Vista así, la adicción deja de ser únicamente un problema de algunas personas y empieza a mostrar un mecanismo profundamente humano: la dificultad de quedarse donde algo quema. Hay sustancias con un poder destructivo enorme y hay conductas compulsivas que no se pueden poner en el mismo nivel de daño, pero el movimiento de fondo a veces se parece. Fumar, beber, comer, trabajar, controlar, comprar, mirar pantallas, buscar validación, encadenar vínculos, llenarse de cursos, de espiritualidad, de ruido o de actividad pueden cumplir, en distintos grados, una función parecida: no llegar al lugar donde el cuerpo guarda lo que todavía no ha podido ser escuchado.

No todo alivio es adicción. No toda búsqueda de calma es huida. El cuerpo también necesita descanso, placer, vínculo, distracción, belleza, pausa. Pero hay formas de alivio que no descansan: interrumpen. No permiten que la rabia diga lo que venía a decir, que la culpa abra una memoria antigua, que la tristeza encuentre llanto, que la vergüenza pueda ser mirada sin convertirse en desaparición, que el límite aparezca como consecuencia de haber sentido hasta el final.

Por eso algunos procesos empiezan de verdad cuando la sustancia cae. Aparece la vida que el consumo mantenía a distancia. Aparecen los vínculos que ya no se sostienen sin anestesia. Aparecen las habitaciones internas que estaban cerradas. Aparece una soledad que no se resuelve con voluntad. Aparece el cuerpo, a veces como un territorio incómodo, pero también como el único lugar donde la verdad puede completar su recorrido.

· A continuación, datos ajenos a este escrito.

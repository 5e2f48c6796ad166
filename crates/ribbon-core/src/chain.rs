//! Spring chains: a head point elastically tied to the pointer and a tail of
//! points each tied to its predecessor.

use crate::constants::MIN_CHAIN_LEN;
use crate::params::Params;
use crate::surface::DrawSurface;
use glam::DVec2;
use rand::Rng;

#[derive(Clone, Copy, Debug, Default, PartialEq)]
pub struct Point {
    pub pos: DVec2,
    pub vel: DVec2,
}

impl Point {
    pub fn at(pos: DVec2) -> Self {
        Self {
            pos,
            vel: DVec2::ZERO,
        }
    }
}

/// Coefficients shared by every chain in a pool.
#[derive(Clone, Copy, Debug, PartialEq)]
pub struct Coupling {
    /// Fraction of the predecessor's velocity added to each successor.
    pub dampening: f64,
    /// Spring decay per step away from the head.
    pub tension: f64,
}

impl Coupling {
    pub fn from_params(params: &Params) -> Self {
        Self {
            dampening: params.dampening,
            tension: params.tension,
        }
    }
}

#[derive(Clone, Debug, PartialEq)]
pub struct SpringChain {
    points: Vec<Point>,
    spring: f64,
    friction: f64,
    coupling: Coupling,
}

impl SpringChain {
    /// All points start at rest on `origin`. `len` is raised to
    /// `MIN_CHAIN_LEN` so a chain always has a head and a tail.
    pub fn new(len: usize, origin: DVec2, spring: f64, friction: f64, coupling: Coupling) -> Self {
        Self {
            points: vec![Point::at(origin); len.max(MIN_CHAIN_LEN)],
            spring,
            friction,
            coupling,
        }
    }

    /// Build a chain whose spring and friction are offset by a small centred
    /// random amount so neighbouring chains drift apart.
    pub fn jittered<R: Rng + ?Sized>(
        params: &Params,
        origin: DVec2,
        spring: f64,
        rng: &mut R,
    ) -> Self {
        let spring = spring + params.spring_jitter * rng.gen::<f64>() - params.spring_jitter * 0.5;
        let friction =
            params.friction + params.friction_jitter * rng.gen::<f64>() - params.friction_jitter * 0.5;
        Self::new(params.size, origin, spring, friction, Coupling::from_params(params))
    }

    pub fn points(&self) -> &[Point] {
        &self.points
    }

    pub fn head(&self) -> &Point {
        &self.points[0]
    }

    pub fn len(&self) -> usize {
        self.points.len()
    }

    pub fn is_empty(&self) -> bool {
        self.points.is_empty()
    }

    pub fn spring(&self) -> f64 {
        self.spring
    }

    pub fn friction(&self) -> f64 {
        self.friction
    }

    pub fn coupling(&self) -> Coupling {
        self.coupling
    }
}

/// Advance `chain` one frame towards `target`.
pub fn update_chain(chain: &mut SpringChain, target: DVec2) {
    let Coupling { dampening, tension } = chain.coupling;
    let friction = chain.friction;
    let mut spring = chain.spring;
    let mut prev: Option<Point> = None;

    for point in chain.points.iter_mut() {
        match prev {
            None => point.vel += (target - point.pos) * spring,
            Some(p) => {
                point.vel += (p.pos - point.pos) * spring;
                point.vel += p.vel * dampening;
            }
        }
        point.vel *= friction;
        point.pos += point.vel;
        spring *= tension;
        prev = Some(*point);
    }
}

/// Stroke one smoothed path through the chain's points.
///
/// Interior points act as quadratic control points with the curve passing
/// through the midpoints between neighbours; the final segment ends exactly
/// on the last point. Composite mode, style and width are the caller's.
pub fn draw_chain<S: DrawSurface + ?Sized>(chain: &SpringChain, surface: &mut S) {
    let pts = &chain.points;
    let n = pts.len();
    if n < 2 {
        return;
    }

    surface.begin_path();
    surface.move_to(pts[0].pos.x, pts[0].pos.y);
    for i in 1..n.saturating_sub(2) {
        let curr = pts[i].pos;
        let mid = (curr + pts[i + 1].pos) * 0.5;
        surface.quadratic_curve_to(curr.x, curr.y, mid.x, mid.y);
    }
    let ctrl = pts[n - 2].pos;
    let last = pts[n - 1].pos;
    surface.quadratic_curve_to(ctrl.x, ctrl.y, last.x, last.y);
    surface.stroke();
}
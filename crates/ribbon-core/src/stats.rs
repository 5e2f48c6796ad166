use crate::constants::STATS_INTERVAL_FRAMES;
use instant::Instant;

/// Rolling frame-interval counter, logged when the `debug` parameter is set.
#[derive(Clone, Debug)]
pub struct FrameStats {
    window_start: Instant,
    frames: u64,
}

impl Default for FrameStats {
    fn default() -> Self {
        Self::new()
    }
}

impl FrameStats {
    pub fn new() -> Self {
        Self {
            window_start: Instant::now(),
            frames: 0,
        }
    }

    pub fn reset(&mut self) {
        self.window_start = Instant::now();
        self.frames = 0;
    }

    /// Count one frame. Every `STATS_INTERVAL_FRAMES` frames returns the
    /// mean interval in milliseconds and starts a new window.
    pub fn record(&mut self) -> Option<f64> {
        self.frames += 1;
        if self.frames < STATS_INTERVAL_FRAMES {
            return None;
        }
        let now = Instant::now();
        let elapsed = now - self.window_start;
        let mean_ms = elapsed.as_secs_f64() * 1000.0 / self.frames as f64;
        self.window_start = now;
        self.frames = 0;
        Some(mean_ms)
    }
}
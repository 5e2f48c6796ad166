//! Simulation parameters and per-canvas overrides.
//!
//! Defaults come from `constants.rs`. A host may override individual fields
//! with string key/value pairs (the web front-end reads them from
//! `data-ribbon-*` attributes), which are parsed and range-checked here.

use crate::constants::*;
use thiserror::Error;

#[derive(Debug, Error, PartialEq)]
pub enum ParamsError {
    #[error("unknown parameter `{0}`")]
    UnknownKey(String),
    #[error("invalid value `{value}` for `{key}`")]
    InvalidValue { key: String, value: String },
    #[error("`{key}` out of range: {reason}")]
    OutOfRange { key: &'static str, reason: &'static str },
}

#[derive(Clone, Copy, Debug, PartialEq)]
pub struct WaveParams {
    pub frequency: f64,
    pub amplitude: f64,
    pub offset: f64,
}

impl Default for WaveParams {
    fn default() -> Self {
        Self {
            frequency: WAVE_FREQUENCY,
            amplitude: WAVE_AMPLITUDE,
            offset: WAVE_OFFSET,
        }
    }
}

#[derive(Clone, Debug, PartialEq)]
pub struct Params {
    pub trails: usize,
    pub size: usize,
    pub friction: f64,
    pub friction_jitter: f64,
    pub dampening: f64,
    pub tension: f64,
    pub spring_base: f64,
    pub spring_spread: f64,
    pub spring_jitter: f64,
    pub line_width: f64,
    pub stroke_alpha: f64,
    pub canvas_margin: u32,
    pub wave: WaveParams,
    pub debug: bool,
}

impl Default for Params {
    fn default() -> Self {
        Self {
            trails: TRAILS,
            size: CHAIN_SIZE,
            friction: FRICTION,
            friction_jitter: FRICTION_JITTER,
            dampening: DAMPENING,
            tension: TENSION,
            spring_base: SPRING_BASE,
            spring_spread: SPRING_SPREAD,
            spring_jitter: SPRING_JITTER,
            line_width: LINE_WIDTH,
            stroke_alpha: STROKE_ALPHA,
            canvas_margin: CANVAS_MARGIN,
            wave: WaveParams::default(),
            debug: false,
        }
    }
}

impl Params {
    /// Check the ranges the physics relies on to stay bounded.
    pub fn validate(&self) -> Result<(), ParamsError> {
        if self.size < MIN_CHAIN_LEN {
            return Err(ParamsError::OutOfRange {
                key: "size",
                reason: "a chain needs at least two points",
            });
        }
        let max_friction = self.friction + self.friction_jitter.abs() * 0.5;
        let min_friction = self.friction - self.friction_jitter.abs() * 0.5;
        if !(min_friction > 0.0 && max_friction < 1.0) {
            return Err(ParamsError::OutOfRange {
                key: "friction",
                reason: "jittered friction must stay inside (0, 1)",
            });
        }
        if !(self.tension > 0.0 && self.tension <= 1.0) {
            return Err(ParamsError::OutOfRange {
                key: "tension",
                reason: "must be in (0, 1]",
            });
        }
        if !(0.0..1.0).contains(&self.dampening) {
            return Err(ParamsError::OutOfRange {
                key: "dampening",
                reason: "must be in [0, 1)",
            });
        }
        if self.spring_base - self.spring_jitter.abs() * 0.5 <= 0.0 {
            return Err(ParamsError::OutOfRange {
                key: "spring",
                reason: "jittered spring constant must stay positive",
            });
        }
        if !(0.0..=1.0).contains(&self.stroke_alpha) {
            return Err(ParamsError::OutOfRange {
                key: "alpha",
                reason: "must be in [0, 1]",
            });
        }
        if !(self.line_width > 0.0) {
            return Err(ParamsError::OutOfRange {
                key: "line-width",
                reason: "must be positive",
            });
        }
        let w = &self.wave;
        if !(w.frequency.is_finite() && w.amplitude.is_finite() && w.offset.is_finite()) {
            return Err(ParamsError::OutOfRange {
                key: "wave",
                reason: "oscillator settings must be finite",
            });
        }
        Ok(())
    }

    /// Apply string overrides on top of `self`, then validate the result.
    ///
    /// Keys use the attribute spelling (`trails`, `line-width`,
    /// `wave-frequency`, ...). On error `self` is left untouched.
    pub fn apply_overrides<'a, I>(&mut self, overrides: I) -> Result<(), ParamsError>
    where
        I: IntoIterator<Item = (&'a str, &'a str)>,
    {
        let mut next = self.clone();
        for (key, value) in overrides {
            next.set(key.trim(), value.trim())?;
        }
        next.validate()?;
        *self = next;
        Ok(())
    }

    fn set(&mut self, key: &str, value: &str) -> Result<(), ParamsError> {
        match key {
            "trails" => self.trails = parse(key, value)?,
            "size" => self.size = parse(key, value)?,
            "friction" => self.friction = parse(key, value)?,
            "friction-jitter" => self.friction_jitter = parse(key, value)?,
            "dampening" => self.dampening = parse(key, value)?,
            "tension" => self.tension = parse(key, value)?,
            "spring" => self.spring_base = parse(key, value)?,
            "spring-spread" => self.spring_spread = parse(key, value)?,
            "spring-jitter" => self.spring_jitter = parse(key, value)?,
            "line-width" => self.line_width = parse(key, value)?,
            "alpha" => self.stroke_alpha = parse(key, value)?,
            "margin" => self.canvas_margin = parse(key, value)?,
            "wave-frequency" => self.wave.frequency = parse(key, value)?,
            "wave-amplitude" => self.wave.amplitude = parse(key, value)?,
            "wave-offset" => self.wave.offset = parse(key, value)?,
            // a bare `data-ribbon-debug` attribute has an empty value
            "debug" => self.debug = value.is_empty() || parse::<bool>(key, value)?,
            _ => return Err(ParamsError::UnknownKey(key.to_string())),
        }
        Ok(())
    }
}

fn parse<T: std::str::FromStr>(key: &str, value: &str) -> Result<T, ParamsError> {
    value.parse().map_err(|_| ParamsError::InvalidValue {
        key: key.to_string(),
        value: value.to_string(),
    })
}
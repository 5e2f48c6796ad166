use crate::dom;
use ribbon_core::InputEvent;
use web_sys as web;

// ---------------- DOM event -> InputEvent ----------------
#[inline]
pub fn mouse_move(ev: &web::MouseEvent) -> InputEvent {
    InputEvent::PointerMove {
        x: ev.client_x() as f64,
        y: ev.client_y() as f64,
    }
}

#[inline]
fn first_touch(ev: &web::TouchEvent) -> Option<(f64, f64)> {
    ev.touches()
        .get(0)
        .map(|t| (t.page_x() as f64, t.page_y() as f64))
}

pub fn touch_start(ev: &web::TouchEvent) -> Option<InputEvent> {
    let touches = ev.touches().length();
    first_touch(ev).map(|(x, y)| InputEvent::TouchStart { touches, x, y })
}

pub fn touch_move(ev: &web::TouchEvent) -> Option<InputEvent> {
    first_touch(ev).map(|(x, y)| InputEvent::TouchMove { x, y })
}

#[inline]
pub fn resize(window: &web::Window) -> InputEvent {
    InputEvent::Resize(dom::viewport(window))
}

#[inline]
pub fn orientation_change(window: &web::Window) -> InputEvent {
    InputEvent::OrientationChange(dom::viewport(window))
}
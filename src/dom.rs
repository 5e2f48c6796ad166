use crate::constants::param_key;
use ribbon_core::Viewport;
use web_sys as web;

#[inline]
pub fn window_document() -> Option<web::Document> {
    web::window().and_then(|w| w.document())
}

/// Inner window size in CSS pixels; zero when unavailable.
pub fn viewport(window: &web::Window) -> Viewport {
    let dim = |v: Result<wasm_bindgen::JsValue, wasm_bindgen::JsValue>| {
        v.ok()
            .and_then(|v| v.as_f64())
            .map(|f| f.max(0.0) as u32)
            .unwrap_or(0)
    };
    Viewport::new(dim(window.inner_width()), dim(window.inner_height()))
}

/// `data-ribbon-*` attributes on `el` as (key, value) pairs, prefix stripped.
pub fn param_overrides(el: &web::Element) -> Vec<(String, String)> {
    let attrs = el.attributes();
    (0..attrs.length())
        .filter_map(|i| attrs.item(i))
        .filter_map(|attr| {
            let name = attr.name();
            param_key(&name).map(|key| (key.to_string(), attr.value()))
        })
        .collect()
}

Una mirada psicoeducativa necesita cuidar este punto. La conducta importa. El daño importa. La responsabilidad importa. También importa comprender que muchas veces aquello que destruyó fue antes una solución imperfecta: una manera de seguir, un refugio pobre, caro, peligroso quizá, pero refugio al fin, cuando no había otra forma de sostener el dolor, la vergüenza, la rabia, el vacío o la pertenencia amenazada.

El trabajo, entonces, no puede limitarse a quitar algo. Tiene que ayudar a construir el lugar interno y relacional donde eso ya no tenga que ocuparlo todo. Una vida donde el cuerpo pueda ser escuchado antes de romperse. Donde la vergüenza no obligue a esconderse. Donde el límite no sea vivido como abandono. Donde pertenecer no signifique traicionarse. Donde el lenguaje sirva para volver a la experiencia, no para taparla con palabras correctas.

Quizá recuperarse de verdad tenga que ver con eso: con dejar de organizar la vida alrededor de la huida, aunque la huida ya no tenga forma de sustancia; con permitir que la abstinencia sea un comienzo y no una llegada; con revisar los discursos que ordenan, para que no se conviertan en paredes; con mirar también a quienes acompañan, no para romper nada, sino para que el campo pueda sostener la misma verdad que pide.

Estar sobrio por fuera puede salvar.

Pero recuperarse de verdad quizá empiece cuando una persona no solo deja de consumir, sino que deja de quedarse a medio camino de sí misma.